Transfer learning (TL), a form of machine learning, involves leveraging knowledge acquired while addressing one task and applying it to a related task. While TL is mainly associated with deep learning tasks, it is also applicable to boosting algorithms which are commonly used in advanced credit risk modelling.

During the talk, we present a real use-case involving building a probability of default (PD) model for a customer segment with small data history within the bank.

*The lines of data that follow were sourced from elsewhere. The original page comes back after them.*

//! HTTP client for the remote table store
//!
//! A thin query-building client over the store's REST interface. The
//! client is constructed explicitly and passed to whatever needs it;
//! there is no ambient singleton, which keeps tests free to substitute
//! an in-memory source.

use reqwest::Client;
use serde::de::DeserializeOwned;
use std::time::Duration;
use thiserror::Error;
use url::Url;

use crate::model::{AddressRecord, SearchHit, Venue};

/// Default number of rows requested per page
pub const DEFAULT_PAGE_SIZE: usize = 1000;

const DEFAULT_STORE_URL: &str = "http://localhost:54321";
const DEFAULT_TIMEOUT_SECS: u64 = 30;

/// Columns selected for directory venue listings
const VENUE_COLUMNS: &str = "id,title,category_name,price,address,street,rank,latitude,longitude";
const VENUE_COLUMNS_WITH_POSTAL: &str =
  "id,title,category_name,price,address,street,rank,latitude,longitude,postal_code";

/// Errors produced by the store client
#[derive(Debug, Error)]
pub enum StoreError {
  #[error("store configuration invalid: {0}")]
  Configuration(String),

  #[error("request to {url} failed: {source}")]
  Request {
    url: String,
    #[source]
    source: reqwest::Error,
  },

  #[error("store returned HTTP {status} for {url}: {body}")]
  Status { status: u16, url: String, body: String },

  #[error("failed decoding rows from {url}: {source}")]
  Decode {
    url: String,
    #[source]
    source: reqwest::Error,
  },
}

/// Configuration for the table store client
#[derive(Debug, Clone)]
pub struct StoreConfig {
  /// Base URL of the table store (e.g., "http://localhost:54321")
  pub base_url: String,
  /// API key sent with every request, if the store requires one
  pub api_key: Option<String>,
  /// Request timeout in seconds
  pub timeout_secs: u64,
  /// Rows requested per page by the harvest loop
  pub page_size: usize,
}

impl Default for StoreConfig {
  fn default() -> Self {
    Self {
      base_url: DEFAULT_STORE_URL.to_string(),
      api_key: None,
      timeout_secs: DEFAULT_TIMEOUT_SECS,
      page_size: DEFAULT_PAGE_SIZE,
    }
  }
}

impl StoreConfig {
  /// Build configuration from environment variables, with defaults
  pub fn from_env() -> Self {
    let base_url =
      std::env::var("ATLAS_STORE_URL").unwrap_or_else(|_| DEFAULT_STORE_URL.to_string());

    let api_key = std::env::var("ATLAS_STORE_KEY").ok().filter(|key| !key.is_empty());

    let timeout_secs = std::env::var("ATLAS_STORE_TIMEOUT_SECS")
      .ok()
      .and_then(|value| value.parse().ok())
      .unwrap_or(DEFAULT_TIMEOUT_SECS);

    let page_size = std::env::var("ATLAS_STORE_PAGE_SIZE")
      .ok()
      .and_then(|value| value.parse().ok())
      .unwrap_or(DEFAULT_PAGE_SIZE);

    Self { base_url, api_key, timeout_secs, page_size }
  }
}

/// Query-building HTTP client for the table store
pub struct StoreClient {
  http: Client,
  config: StoreConfig,
}

impl StoreClient {
  /// Create a client with the given configuration
  pub fn new(config: StoreConfig) -> Result<Self, StoreError> {
    Url::parse(&config.base_url)
      .map_err(|err| StoreError::Configuration(format!("bad base URL {}: {err}", config.base_url)))?;

    let http = Client::builder()
      .timeout(Duration::from_secs(config.timeout_secs))
      .build()
      .map_err(|err| StoreError::Configuration(format!("failed building HTTP client: {err}")))?;

    Ok(Self { http, config })
  }

  /// Create a client from environment configuration
  pub fn from_env() -> Result<Self, StoreError> {
    Self::new(StoreConfig::from_env())
  }

  /// Active configuration
  pub fn config(&self) -> &StoreConfig {
    &self.config
  }

  /// Start a query against `table`
  pub fn table(&self, table: &str) -> TableQuery<'_> {
    TableQuery {
      client: self,
      table: table.to_string(),
      select: None,
      filters: Vec::new(),
      order: None,
      range: None,
    }
  }

  /// Column-selected mall listing
  pub async fn list_malls(&self) -> Result<Vec<Venue>, StoreError> {
    self.table("malls").select(VENUE_COLUMNS_WITH_POSTAL).fetch().await
  }

  /// Column-selected bank listing
  pub async fn list_banks(&self) -> Result<Vec<Venue>, StoreError> {
    self.table("banks").select(VENUE_COLUMNS).fetch().await
  }

  /// Address lookup by business name, ordered by title
  ///
  /// An empty name short-circuits to an empty result instead of querying.
  pub async fn find_locations(&self, business_name: &str) -> Result<Vec<AddressRecord>, StoreError> {
    let business_name = business_name.trim();
    if business_name.is_empty() {
      return Ok(Vec::new());
    }

    self
      .table("address")
      .ilike("title", &format!("*{business_name}*"))
      .order("title")
      .fetch()
      .await
  }

  /// Title search across the salon, hospital, and bank tables
  ///
  /// The three tables are queried concurrently and each hit is tagged
  /// with its source type. A table that fails contributes no hits
  /// rather than failing the whole search.
  pub async fn search_directory(&self, query: &str) -> Result<Vec<SearchHit>, StoreError> {
    let query = query.trim();
    if query.is_empty() {
      return Ok(Vec::new());
    }

    let pattern = format!("*{query}*");
    let (salons, hospitals, banks) = tokio::join!(
      self.table("salons").ilike("title", &pattern).fetch::<Venue>(),
      self.table("hospitals").ilike("title", &pattern).fetch::<Venue>(),
      self.table("banks").ilike("title", &pattern).fetch::<Venue>(),
    );

    let mut results = Vec::new();
    for (kind, rows) in [("salon", salons), ("hospital", hospitals), ("bank", banks)] {
      let Ok(rows) = rows else {
        continue;
      };
      results.extend(rows.into_iter().map(|venue| SearchHit { kind: kind.to_string(), venue }));
    }

    Ok(results)
  }
}

/// A single-table query under construction
pub struct TableQuery<'a> {
  client: &'a StoreClient,
  table: String,
  select: Option<String>,
  filters: Vec<(String, String)>,
  order: Option<String>,
  range: Option<(usize, usize)>,
}

impl TableQuery<'_> {
  /// Restrict the selected columns (defaults to all)
  pub fn select(mut self, columns: &str) -> Self {
    self.select = Some(columns.to_string());
    self
  }

  /// Case-insensitive pattern filter on `column` (`*` wildcards)
  pub fn ilike(mut self, column: &str, pattern: &str) -> Self {
    self.filters.push((column.to_string(), format!("ilike.{pattern}")));
    self
  }

  /// Exact-match filter on `column`
  pub fn eq(mut self, column: &str, value: &str) -> Self {
    self.filters.push((column.to_string(), format!("eq.{value}")));
    self
  }

  /// Ascending order by `column`
  pub fn order(mut self, column: &str) -> Self {
    self.order = Some(format!("{column}.asc"));
    self
  }

  /// Row range, inclusive on both ends
  pub fn range(mut self, from: usize, to: usize) -> Self {
    self.range = Some((from, to));
    self
  }

  /// Assemble the request URL
  pub fn url(&self) -> Result<Url, StoreError> {
    let mut url = Url::parse(&self.client.config.base_url).map_err(|err| {
      StoreError::Configuration(format!("bad base URL {}: {err}", self.client.config.base_url))
    })?;

    url
      .path_segments_mut()
      .map_err(|_| StoreError::Configuration("base URL cannot hold a path".to_string()))?
      .pop_if_empty()
      .extend(["rest", "v1", self.table.as_str()]);

    {
      let mut pairs = url.query_pairs_mut();
      pairs.append_pair("select", self.select.as_deref().unwrap_or("*"));
      for (column, expression) in &self.filters {
        pairs.append_pair(column, expression);
      }
      if let Some(order) = &self.order {
        pairs.append_pair("order", order);
      }
      if let Some((from, to)) = self.range {
        let limit = to.saturating_sub(from) + 1;
        pairs.append_pair("offset", &from.to_string());
        pairs.append_pair("limit", &limit.to_string());
      }
    }

    Ok(url)
  }

  /// Execute the query, decoding the result rows
  pub async fn fetch<T: DeserializeOwned>(self) -> Result<Vec<T>, StoreError> {
    let url = self.url()?;

    let mut request = self.client.http.get(url.clone());
    if let Some(key) = &self.client.config.api_key {
      request = request.header("apikey", key).bearer_auth(key);
    }

    let response = request
      .send()
      .await
      .map_err(|source| StoreError::Request { url: url.to_string(), source })?;

    let status = response.status();
    if !status.is_success() {
      let body = response.text().await.unwrap_or_default();
      return Err(StoreError::Status { status: status.as_u16(), url: url.to_string(), body });
    }

    response
      .json::<Vec<T>>()
      .await
      .map_err(|source| StoreError::Decode { url: url.to_string(), source })
  }
}

#[cfg(test)]
mod tests {
  use super::*;

  fn test_client() -> StoreClient {
    StoreClient::new(StoreConfig {
      base_url: "http://store.test".to_string(),
      ..StoreConfig::default()
    })
    .unwrap()
  }

  #[test]
  fn url_defaults_to_select_all() {
    let client = test_client();
    let url = client.table("pois").url().unwrap();
    assert_eq!(url.as_str(), "http://store.test/rest/v1/pois?select=*");
  }

  #[test]
  fn url_carries_select_filters_and_order() {
    let client = test_client();
    let url = client
      .table("address")
      .select("id,title")
      .ilike("title", "*cafe*")
      .order("title")
      .url()
      .unwrap();
    assert_eq!(
      url.as_str(),
      "http://store.test/rest/v1/address?select=id%2Ctitle&title=ilike.*cafe*&order=title.asc"
    );
  }

  #[test]
  fn url_translates_inclusive_range_to_offset_and_limit() {
    let client = test_client();
    let url = client.table("pois").range(1000, 1999).url().unwrap();
    assert_eq!(
      url.as_str(),
      "http://store.test/rest/v1/pois?select=*&offset=1000&limit=1000"
    );
  }

  #[test]
  fn url_range_of_one_row() {
    let client = test_client();
    let url = client.table("pois").range(5, 5).url().unwrap();
    assert!(url.as_str().contains("offset=5&limit=1"));
  }

  #[test]
  fn new_rejects_malformed_base_url() {
    let result = StoreClient::new(StoreConfig {
      base_url: "not a url".to_string(),
      ..StoreConfig::default()
    });
    assert!(matches!(result, Err(StoreError::Configuration(_))));
  }

  #[test]
  fn base_url_with_trailing_slash_joins_cleanly() {
    let client = StoreClient::new(StoreConfig {
      base_url: "http://store.test/".to_string(),
      ..StoreConfig::default()
    })
    .unwrap();
    let url = client.table("pois").url().unwrap();
    assert_eq!(url.as_str(), "http://store.test/rest/v1/pois?select=*");
  }
}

There can be several ways to benefit from data coming from other customer segments with already rich data available within the bank.

Simple approaches would be:
- Fit a model on only rich data & just apply to the limited data
- Fit a model on both data sets, but tune it on the limited data

More complex (TL) approaches:
- Fit a model on rich data with sample weights come from resemblance analysis to calculate similarity between these two data sources.
- Use refitting with the limited data on the model trained on rich data
- Start with an initial pre-trained model while modelling on the limited data

Join us for an engaging session where we will share the outcomes of our experiments and lessons learned, as we address these approaches that hold relevance beyond the presented use-case, offering practical applicability for similar scenarios in your own domain.


Prior Knowledge Expected

No previous knowledge expected

Busra is an experienced data scientist with passion for analytics at ING’s Risk & Pricing Advanced Analytics Team in Amsterdam. She has designed and developed end-to-end advanced analytics solutions to a business problem in different domains during the last 5 years at ING. Currently, she is working on real-time credit risk models by using ML. Busra has a background on optimisation and operational research from her B.Sc. study and she has M.Sc. degree on Data Science.